BEGIN DATASET

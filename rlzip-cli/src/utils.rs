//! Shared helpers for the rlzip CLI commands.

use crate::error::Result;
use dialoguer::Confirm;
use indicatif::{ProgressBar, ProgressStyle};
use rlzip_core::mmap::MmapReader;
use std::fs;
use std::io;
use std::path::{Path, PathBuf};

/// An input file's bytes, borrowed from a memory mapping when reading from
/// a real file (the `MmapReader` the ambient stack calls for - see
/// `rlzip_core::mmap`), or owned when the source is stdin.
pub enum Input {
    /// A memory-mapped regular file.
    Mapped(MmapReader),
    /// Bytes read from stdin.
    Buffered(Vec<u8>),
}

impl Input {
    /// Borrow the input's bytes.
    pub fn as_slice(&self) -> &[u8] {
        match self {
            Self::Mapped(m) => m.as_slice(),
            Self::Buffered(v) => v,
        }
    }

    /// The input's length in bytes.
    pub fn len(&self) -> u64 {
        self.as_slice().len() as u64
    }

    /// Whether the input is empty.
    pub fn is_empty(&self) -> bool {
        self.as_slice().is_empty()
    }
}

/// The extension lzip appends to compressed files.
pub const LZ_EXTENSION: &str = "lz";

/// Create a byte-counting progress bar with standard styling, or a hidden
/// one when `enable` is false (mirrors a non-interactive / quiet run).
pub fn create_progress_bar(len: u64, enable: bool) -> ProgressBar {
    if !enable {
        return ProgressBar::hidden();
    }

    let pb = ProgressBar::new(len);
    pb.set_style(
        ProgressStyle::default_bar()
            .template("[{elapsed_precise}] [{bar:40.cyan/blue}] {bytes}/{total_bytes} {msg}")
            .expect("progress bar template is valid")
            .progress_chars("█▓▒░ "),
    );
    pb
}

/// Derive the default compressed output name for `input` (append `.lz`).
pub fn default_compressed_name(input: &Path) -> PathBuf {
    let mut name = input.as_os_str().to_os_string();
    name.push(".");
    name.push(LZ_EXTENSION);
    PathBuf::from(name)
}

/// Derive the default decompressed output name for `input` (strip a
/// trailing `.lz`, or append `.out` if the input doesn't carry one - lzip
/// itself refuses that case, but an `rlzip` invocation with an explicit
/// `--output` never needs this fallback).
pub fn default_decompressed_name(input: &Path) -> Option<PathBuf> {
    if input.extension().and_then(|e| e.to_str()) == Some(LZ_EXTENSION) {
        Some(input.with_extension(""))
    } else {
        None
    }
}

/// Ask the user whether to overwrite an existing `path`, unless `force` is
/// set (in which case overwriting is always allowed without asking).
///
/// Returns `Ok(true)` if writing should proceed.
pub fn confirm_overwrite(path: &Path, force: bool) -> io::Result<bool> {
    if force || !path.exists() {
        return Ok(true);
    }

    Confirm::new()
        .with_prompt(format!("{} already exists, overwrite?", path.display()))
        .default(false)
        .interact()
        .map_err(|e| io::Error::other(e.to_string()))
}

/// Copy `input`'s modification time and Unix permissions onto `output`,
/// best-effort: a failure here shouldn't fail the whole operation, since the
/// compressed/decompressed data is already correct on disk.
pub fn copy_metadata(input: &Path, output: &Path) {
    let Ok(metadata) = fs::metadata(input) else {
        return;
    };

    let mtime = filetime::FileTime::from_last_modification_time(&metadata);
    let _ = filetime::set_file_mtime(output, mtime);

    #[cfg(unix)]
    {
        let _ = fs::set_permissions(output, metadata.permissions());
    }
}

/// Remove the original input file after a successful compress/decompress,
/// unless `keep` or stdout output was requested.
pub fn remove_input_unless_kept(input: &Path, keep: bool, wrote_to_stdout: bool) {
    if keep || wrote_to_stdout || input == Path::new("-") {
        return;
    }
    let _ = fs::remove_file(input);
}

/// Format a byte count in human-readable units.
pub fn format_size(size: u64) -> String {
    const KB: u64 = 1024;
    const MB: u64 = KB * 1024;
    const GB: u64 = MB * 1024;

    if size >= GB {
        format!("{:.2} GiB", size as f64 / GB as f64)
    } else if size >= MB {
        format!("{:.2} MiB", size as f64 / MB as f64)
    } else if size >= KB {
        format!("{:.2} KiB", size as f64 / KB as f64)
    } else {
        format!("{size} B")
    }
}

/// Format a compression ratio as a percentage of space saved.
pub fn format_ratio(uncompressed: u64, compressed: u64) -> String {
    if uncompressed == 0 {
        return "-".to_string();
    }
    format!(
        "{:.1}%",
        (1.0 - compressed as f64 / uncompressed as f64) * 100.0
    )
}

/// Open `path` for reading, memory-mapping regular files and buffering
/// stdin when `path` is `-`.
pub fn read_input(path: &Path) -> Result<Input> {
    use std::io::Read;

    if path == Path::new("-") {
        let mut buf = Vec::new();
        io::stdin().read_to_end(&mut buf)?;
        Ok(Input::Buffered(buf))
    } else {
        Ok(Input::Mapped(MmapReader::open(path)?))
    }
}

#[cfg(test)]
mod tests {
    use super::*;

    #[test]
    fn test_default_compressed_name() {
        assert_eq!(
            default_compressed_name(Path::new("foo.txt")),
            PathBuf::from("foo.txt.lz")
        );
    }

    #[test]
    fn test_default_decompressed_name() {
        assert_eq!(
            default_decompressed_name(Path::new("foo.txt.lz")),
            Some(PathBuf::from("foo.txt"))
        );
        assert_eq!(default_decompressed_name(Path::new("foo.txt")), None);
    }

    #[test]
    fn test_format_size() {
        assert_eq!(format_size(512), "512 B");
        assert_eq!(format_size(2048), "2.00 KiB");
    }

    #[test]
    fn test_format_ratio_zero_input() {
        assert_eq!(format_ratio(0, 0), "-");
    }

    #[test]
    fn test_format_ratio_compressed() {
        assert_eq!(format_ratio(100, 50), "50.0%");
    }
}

END DATASET
BEGIN DATASET

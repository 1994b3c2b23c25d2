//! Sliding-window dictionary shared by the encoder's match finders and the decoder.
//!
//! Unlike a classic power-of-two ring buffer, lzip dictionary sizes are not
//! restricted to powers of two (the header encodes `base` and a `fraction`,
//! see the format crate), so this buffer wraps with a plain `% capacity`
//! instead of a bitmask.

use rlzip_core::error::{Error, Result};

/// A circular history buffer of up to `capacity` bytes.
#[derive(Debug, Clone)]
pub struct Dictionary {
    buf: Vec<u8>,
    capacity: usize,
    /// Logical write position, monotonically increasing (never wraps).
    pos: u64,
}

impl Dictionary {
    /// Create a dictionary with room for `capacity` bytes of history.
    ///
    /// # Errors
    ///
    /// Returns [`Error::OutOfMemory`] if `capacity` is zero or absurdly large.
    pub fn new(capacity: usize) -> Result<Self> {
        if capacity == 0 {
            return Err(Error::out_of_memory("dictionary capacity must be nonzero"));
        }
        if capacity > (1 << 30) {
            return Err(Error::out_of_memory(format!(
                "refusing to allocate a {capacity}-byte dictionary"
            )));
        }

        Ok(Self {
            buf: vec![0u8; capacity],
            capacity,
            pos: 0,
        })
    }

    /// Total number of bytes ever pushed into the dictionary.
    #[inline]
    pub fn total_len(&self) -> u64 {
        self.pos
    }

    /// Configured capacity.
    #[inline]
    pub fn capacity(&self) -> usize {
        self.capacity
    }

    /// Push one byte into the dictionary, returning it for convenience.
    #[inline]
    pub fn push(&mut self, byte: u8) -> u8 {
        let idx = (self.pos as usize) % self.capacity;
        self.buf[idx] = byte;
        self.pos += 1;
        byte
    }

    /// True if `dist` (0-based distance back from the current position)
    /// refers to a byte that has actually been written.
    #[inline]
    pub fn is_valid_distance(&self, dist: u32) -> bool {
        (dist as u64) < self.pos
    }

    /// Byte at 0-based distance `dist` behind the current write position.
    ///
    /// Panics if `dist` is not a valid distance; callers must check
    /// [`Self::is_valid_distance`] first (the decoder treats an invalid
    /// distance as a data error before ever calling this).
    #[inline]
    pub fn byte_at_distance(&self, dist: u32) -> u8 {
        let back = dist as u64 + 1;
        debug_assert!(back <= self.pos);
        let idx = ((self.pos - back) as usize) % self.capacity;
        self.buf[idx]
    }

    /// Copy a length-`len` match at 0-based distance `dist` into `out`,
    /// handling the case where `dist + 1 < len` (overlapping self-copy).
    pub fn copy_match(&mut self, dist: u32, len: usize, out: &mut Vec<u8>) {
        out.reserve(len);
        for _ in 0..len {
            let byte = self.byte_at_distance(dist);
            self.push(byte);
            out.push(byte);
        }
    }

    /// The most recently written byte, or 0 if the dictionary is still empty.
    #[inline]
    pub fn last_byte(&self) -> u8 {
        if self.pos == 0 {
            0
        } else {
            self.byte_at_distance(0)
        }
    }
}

END DATASET

_INSTRUCTIONS FOR THE TASK_
Look through the data above and return exactly the lines from the one that contains "actually been written." to the one that contains "handling the case", inclusive, with nothing else.

_SOLUTION_
    /// refers to a byte that has actually been written.
    #[inline]
    pub fn is_valid_distance(&self, dist: u32) -> bool {
        (dist as u64) < self.pos
    }

    /// Byte at 0-based distance `dist` behind the current write position.
    ///
    /// Panics if `dist` is not a valid distance; callers must check
    /// [`Self::is_valid_distance`] first (the decoder treats an invalid
    /// distance as a data error before ever calling this).
    #[inline]
    pub fn byte_at_distance(&self, dist: u32) -> u8 {
        let back = dist as u64 + 1;
        debug_assert!(back <= self.pos);
        let idx = ((self.pos - back) as usize) % self.capacity;
        self.buf[idx]
    }

    /// Copy a length-`len` match at 0-based distance `dist` into `out`,
    /// handling the case where `dist + 1 < len` (overlapping self-copy).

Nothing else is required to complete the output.